►

//! Schema migrations.

use sea_orm_migration::prelude::*;

mod m20260312_000001_create_project_table;
mod m20260315_000001_create_artboard_chunk_table;
mod m20260330_000001_add_publish_columns;

pub struct Migrator;

#[async_trait::async_trait]
impl MigratorTrait for Migrator {
    fn migrations() -> Vec<Box<dyn MigrationTrait>> {
        vec![
            Box::new(m20260312_000001_create_project_table::Migration),
            Box::new(m20260315_000001_create_artboard_chunk_table::Migration),
            Box::new(m20260330_000001_add_publish_columns::Migration),
        ]
    }
}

◄

== WHAT IS NEEDED ==
How many lines of the listing above include the word "migrations"? State the number and nothing else.

== YOUR RESPONSE ==
2